» TASK DIRECTIONS:
Below are the records; pull every line that includes "kept".

Stored items
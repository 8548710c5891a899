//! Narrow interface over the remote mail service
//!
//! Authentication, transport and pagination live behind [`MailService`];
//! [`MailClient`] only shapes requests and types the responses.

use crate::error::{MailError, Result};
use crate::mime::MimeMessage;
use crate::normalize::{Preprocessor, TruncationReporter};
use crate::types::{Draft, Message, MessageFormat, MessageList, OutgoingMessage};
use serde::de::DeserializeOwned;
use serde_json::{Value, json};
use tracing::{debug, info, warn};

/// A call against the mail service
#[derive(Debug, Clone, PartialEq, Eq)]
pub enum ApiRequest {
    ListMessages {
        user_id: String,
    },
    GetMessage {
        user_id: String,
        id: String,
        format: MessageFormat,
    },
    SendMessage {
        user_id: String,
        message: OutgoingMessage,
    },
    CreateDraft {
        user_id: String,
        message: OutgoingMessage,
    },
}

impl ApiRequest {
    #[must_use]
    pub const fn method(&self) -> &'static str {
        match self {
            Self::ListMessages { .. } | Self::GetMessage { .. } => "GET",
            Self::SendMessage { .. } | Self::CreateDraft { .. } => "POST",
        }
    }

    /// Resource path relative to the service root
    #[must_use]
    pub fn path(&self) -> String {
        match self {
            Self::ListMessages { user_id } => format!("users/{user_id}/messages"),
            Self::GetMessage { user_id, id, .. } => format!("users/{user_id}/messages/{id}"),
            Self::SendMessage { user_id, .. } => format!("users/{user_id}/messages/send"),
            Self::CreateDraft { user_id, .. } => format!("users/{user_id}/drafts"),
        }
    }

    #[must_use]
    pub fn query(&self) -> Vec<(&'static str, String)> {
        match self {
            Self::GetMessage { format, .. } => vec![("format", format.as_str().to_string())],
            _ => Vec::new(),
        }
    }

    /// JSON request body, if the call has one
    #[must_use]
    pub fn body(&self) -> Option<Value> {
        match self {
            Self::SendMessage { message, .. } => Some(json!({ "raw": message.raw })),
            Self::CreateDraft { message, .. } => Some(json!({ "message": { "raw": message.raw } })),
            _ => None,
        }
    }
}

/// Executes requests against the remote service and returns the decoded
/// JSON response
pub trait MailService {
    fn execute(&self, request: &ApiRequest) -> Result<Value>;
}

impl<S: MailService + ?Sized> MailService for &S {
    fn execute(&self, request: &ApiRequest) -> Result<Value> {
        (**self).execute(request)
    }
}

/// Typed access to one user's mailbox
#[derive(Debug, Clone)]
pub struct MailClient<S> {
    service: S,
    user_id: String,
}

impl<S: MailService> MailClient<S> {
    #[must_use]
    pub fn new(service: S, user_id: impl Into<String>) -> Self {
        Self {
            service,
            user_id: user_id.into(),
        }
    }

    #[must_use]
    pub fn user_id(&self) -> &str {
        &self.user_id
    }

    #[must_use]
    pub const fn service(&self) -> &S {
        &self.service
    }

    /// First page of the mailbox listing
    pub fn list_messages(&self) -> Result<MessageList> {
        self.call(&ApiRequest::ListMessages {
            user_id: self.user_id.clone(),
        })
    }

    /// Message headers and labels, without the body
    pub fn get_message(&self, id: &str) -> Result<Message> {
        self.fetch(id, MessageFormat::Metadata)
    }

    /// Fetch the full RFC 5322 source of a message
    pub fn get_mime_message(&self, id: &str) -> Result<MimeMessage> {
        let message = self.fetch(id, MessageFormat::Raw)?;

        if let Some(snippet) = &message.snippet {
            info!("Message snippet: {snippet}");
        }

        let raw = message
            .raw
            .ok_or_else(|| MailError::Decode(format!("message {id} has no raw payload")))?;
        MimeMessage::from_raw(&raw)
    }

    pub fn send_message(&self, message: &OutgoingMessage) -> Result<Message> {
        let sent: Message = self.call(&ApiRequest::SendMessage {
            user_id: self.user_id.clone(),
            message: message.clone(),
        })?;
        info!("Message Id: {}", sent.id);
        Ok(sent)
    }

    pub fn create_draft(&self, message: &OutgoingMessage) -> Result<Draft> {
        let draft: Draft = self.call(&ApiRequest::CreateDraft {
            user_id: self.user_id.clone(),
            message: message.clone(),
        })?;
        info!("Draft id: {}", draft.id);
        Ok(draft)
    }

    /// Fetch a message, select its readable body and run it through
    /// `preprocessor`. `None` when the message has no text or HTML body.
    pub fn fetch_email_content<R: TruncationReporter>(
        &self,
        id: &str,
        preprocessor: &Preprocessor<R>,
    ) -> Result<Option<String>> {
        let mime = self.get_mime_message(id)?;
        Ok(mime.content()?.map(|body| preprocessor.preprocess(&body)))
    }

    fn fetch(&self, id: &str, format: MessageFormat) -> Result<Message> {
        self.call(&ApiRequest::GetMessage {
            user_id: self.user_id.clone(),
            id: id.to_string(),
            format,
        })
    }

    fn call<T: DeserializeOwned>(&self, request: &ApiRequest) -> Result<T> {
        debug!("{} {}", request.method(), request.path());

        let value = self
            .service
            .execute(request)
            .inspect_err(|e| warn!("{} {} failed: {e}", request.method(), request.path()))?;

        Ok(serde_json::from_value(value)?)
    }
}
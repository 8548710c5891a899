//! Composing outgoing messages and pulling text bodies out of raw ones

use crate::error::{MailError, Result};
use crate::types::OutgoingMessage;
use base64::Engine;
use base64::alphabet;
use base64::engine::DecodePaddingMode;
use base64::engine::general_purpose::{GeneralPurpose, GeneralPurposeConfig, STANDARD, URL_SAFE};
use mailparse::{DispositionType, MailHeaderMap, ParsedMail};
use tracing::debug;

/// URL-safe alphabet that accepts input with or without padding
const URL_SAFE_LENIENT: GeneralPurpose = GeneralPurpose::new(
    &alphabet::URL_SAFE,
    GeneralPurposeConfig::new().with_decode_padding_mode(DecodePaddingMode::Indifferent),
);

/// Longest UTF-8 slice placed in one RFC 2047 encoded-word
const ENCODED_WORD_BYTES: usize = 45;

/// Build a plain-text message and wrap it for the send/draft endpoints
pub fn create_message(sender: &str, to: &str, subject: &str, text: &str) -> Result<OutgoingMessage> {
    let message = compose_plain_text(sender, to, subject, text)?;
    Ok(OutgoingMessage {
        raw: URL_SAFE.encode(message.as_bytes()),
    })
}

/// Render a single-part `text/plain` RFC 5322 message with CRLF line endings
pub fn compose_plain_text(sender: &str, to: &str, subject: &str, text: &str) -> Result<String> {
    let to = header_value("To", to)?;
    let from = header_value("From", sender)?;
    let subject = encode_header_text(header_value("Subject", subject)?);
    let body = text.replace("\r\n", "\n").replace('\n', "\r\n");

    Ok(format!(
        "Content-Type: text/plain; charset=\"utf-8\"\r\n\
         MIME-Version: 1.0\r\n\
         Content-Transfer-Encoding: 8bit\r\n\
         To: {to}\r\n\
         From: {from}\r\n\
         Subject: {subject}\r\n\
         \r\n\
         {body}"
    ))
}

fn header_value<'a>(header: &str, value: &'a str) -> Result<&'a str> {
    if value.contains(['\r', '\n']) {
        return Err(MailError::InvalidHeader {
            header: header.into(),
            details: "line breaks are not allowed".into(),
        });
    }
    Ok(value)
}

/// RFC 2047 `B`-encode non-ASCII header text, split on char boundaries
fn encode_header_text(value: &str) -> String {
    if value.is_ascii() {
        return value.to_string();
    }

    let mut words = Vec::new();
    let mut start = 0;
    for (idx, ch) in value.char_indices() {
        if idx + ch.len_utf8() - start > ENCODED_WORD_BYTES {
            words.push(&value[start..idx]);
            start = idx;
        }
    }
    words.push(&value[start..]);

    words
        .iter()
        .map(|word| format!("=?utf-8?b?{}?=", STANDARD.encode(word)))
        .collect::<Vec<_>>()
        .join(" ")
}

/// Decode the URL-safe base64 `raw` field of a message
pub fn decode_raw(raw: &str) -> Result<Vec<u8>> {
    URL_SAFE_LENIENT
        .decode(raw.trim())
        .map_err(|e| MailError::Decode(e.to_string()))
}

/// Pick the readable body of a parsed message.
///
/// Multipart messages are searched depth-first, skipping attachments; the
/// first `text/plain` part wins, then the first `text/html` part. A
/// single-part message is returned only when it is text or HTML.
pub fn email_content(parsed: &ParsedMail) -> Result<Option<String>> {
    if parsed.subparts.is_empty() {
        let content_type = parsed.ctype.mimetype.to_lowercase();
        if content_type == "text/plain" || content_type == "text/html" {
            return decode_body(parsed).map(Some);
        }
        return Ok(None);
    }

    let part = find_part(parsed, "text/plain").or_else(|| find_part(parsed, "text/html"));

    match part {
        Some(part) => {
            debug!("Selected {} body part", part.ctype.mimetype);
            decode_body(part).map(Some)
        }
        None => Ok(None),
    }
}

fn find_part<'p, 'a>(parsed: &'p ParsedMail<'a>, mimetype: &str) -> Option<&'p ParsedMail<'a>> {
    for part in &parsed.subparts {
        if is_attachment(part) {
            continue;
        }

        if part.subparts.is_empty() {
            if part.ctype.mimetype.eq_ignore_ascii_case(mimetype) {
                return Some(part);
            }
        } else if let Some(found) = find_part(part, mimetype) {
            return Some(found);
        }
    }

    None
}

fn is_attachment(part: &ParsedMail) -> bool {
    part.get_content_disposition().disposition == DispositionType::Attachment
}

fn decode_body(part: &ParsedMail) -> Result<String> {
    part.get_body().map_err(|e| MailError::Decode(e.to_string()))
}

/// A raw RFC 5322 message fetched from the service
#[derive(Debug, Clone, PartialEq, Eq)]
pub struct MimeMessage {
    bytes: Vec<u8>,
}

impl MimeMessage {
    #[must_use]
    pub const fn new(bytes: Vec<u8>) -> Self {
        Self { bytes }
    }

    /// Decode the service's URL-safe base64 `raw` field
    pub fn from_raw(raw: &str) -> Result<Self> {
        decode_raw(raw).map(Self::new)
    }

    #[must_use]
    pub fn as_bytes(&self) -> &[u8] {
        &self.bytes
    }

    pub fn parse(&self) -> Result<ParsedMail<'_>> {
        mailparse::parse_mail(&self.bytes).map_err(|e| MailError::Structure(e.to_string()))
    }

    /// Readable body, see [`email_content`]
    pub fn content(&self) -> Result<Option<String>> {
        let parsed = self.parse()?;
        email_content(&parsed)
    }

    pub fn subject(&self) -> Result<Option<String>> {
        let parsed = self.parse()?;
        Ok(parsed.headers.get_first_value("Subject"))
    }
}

...

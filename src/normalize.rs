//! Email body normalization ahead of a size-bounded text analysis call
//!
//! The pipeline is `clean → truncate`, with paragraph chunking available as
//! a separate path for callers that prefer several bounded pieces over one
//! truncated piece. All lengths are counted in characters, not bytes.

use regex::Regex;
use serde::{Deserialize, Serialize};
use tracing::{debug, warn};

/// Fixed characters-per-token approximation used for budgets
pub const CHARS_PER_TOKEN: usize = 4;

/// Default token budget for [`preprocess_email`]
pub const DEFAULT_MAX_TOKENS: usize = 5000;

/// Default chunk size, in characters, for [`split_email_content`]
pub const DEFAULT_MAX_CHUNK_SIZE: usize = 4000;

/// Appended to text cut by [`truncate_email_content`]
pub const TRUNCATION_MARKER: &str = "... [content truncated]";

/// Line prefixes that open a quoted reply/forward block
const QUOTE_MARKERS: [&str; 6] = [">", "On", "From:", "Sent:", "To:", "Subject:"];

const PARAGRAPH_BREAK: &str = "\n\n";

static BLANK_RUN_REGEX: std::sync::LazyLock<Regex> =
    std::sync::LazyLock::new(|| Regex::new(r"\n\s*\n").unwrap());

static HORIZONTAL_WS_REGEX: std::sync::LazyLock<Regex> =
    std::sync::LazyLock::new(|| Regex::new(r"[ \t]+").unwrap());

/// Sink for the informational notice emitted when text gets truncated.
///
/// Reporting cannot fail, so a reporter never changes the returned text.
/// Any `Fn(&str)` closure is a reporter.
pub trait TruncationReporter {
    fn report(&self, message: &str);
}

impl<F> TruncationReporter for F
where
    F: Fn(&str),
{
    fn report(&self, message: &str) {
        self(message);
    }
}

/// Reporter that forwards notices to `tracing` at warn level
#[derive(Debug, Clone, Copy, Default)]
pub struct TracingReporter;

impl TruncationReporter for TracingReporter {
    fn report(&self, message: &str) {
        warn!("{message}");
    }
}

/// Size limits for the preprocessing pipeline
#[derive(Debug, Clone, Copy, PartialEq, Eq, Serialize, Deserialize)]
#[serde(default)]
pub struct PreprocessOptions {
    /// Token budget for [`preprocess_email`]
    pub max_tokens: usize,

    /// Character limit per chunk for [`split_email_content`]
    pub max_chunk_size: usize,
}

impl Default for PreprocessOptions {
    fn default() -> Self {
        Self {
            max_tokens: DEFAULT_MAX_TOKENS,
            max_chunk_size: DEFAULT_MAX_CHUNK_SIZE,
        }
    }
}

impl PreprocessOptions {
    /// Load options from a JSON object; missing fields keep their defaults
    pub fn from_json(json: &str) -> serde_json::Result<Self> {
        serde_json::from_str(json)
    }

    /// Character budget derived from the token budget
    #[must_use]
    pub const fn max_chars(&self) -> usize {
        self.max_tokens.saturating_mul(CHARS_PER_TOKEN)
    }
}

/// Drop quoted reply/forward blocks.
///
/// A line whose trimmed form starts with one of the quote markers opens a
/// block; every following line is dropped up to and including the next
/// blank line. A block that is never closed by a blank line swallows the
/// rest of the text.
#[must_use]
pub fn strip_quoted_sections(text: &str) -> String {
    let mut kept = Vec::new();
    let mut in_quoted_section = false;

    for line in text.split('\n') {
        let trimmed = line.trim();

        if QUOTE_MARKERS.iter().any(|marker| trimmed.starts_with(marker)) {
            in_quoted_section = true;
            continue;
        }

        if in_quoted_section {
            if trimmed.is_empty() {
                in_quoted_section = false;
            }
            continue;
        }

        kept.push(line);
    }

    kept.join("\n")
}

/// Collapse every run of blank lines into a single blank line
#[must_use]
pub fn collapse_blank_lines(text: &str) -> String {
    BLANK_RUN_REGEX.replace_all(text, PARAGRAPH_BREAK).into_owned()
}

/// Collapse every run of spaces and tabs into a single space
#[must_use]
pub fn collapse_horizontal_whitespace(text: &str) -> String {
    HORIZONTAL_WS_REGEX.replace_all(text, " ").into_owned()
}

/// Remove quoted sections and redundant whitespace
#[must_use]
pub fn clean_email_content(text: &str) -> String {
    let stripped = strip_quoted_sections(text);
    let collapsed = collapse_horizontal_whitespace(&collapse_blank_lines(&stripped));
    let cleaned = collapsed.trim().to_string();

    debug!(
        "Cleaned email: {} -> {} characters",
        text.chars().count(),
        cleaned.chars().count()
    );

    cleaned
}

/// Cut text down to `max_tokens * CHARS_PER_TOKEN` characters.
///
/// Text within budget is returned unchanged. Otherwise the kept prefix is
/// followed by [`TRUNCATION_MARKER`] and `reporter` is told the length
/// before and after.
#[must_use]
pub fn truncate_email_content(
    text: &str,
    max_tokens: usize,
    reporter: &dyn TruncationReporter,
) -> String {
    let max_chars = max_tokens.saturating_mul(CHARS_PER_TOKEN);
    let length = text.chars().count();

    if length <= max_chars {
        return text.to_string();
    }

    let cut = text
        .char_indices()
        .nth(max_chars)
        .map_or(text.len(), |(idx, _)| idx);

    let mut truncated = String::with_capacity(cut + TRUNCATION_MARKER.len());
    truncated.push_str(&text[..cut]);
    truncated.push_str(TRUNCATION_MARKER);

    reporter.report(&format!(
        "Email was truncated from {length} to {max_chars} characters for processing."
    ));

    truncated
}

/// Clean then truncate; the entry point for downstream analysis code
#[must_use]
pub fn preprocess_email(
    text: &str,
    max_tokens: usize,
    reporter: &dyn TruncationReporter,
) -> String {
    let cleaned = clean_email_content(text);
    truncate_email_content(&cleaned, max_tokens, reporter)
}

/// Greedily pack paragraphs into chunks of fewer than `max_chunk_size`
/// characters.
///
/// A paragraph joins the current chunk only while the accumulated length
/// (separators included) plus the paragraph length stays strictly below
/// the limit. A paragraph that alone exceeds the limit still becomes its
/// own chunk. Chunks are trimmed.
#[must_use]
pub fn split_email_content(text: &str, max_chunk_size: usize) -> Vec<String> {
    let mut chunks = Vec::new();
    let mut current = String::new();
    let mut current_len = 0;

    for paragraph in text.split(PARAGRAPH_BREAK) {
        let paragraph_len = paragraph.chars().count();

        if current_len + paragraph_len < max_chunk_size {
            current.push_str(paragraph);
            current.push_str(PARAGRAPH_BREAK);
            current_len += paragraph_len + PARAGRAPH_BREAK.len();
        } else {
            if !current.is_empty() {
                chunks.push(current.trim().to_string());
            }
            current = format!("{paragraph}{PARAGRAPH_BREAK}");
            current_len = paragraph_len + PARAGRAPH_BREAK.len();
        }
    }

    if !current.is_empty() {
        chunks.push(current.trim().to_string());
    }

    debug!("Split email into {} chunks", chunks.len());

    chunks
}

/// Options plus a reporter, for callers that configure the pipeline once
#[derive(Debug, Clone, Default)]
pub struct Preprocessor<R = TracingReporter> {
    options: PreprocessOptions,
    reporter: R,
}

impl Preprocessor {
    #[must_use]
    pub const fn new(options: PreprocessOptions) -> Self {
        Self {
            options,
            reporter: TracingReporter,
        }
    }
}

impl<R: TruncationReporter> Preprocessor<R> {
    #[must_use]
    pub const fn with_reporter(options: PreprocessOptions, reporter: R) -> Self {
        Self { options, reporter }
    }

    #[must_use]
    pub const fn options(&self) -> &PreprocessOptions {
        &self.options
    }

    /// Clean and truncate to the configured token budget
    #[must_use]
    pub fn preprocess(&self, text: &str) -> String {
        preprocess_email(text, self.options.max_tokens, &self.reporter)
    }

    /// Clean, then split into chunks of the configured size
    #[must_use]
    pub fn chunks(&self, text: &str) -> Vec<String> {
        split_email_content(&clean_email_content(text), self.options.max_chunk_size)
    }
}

» EXERCISE OUTPUT:
    let mut kept = Vec::new();
        kept.push(line);
    kept.join("\n")
/// Text within budget is returned unchanged. Otherwise the kept prefix is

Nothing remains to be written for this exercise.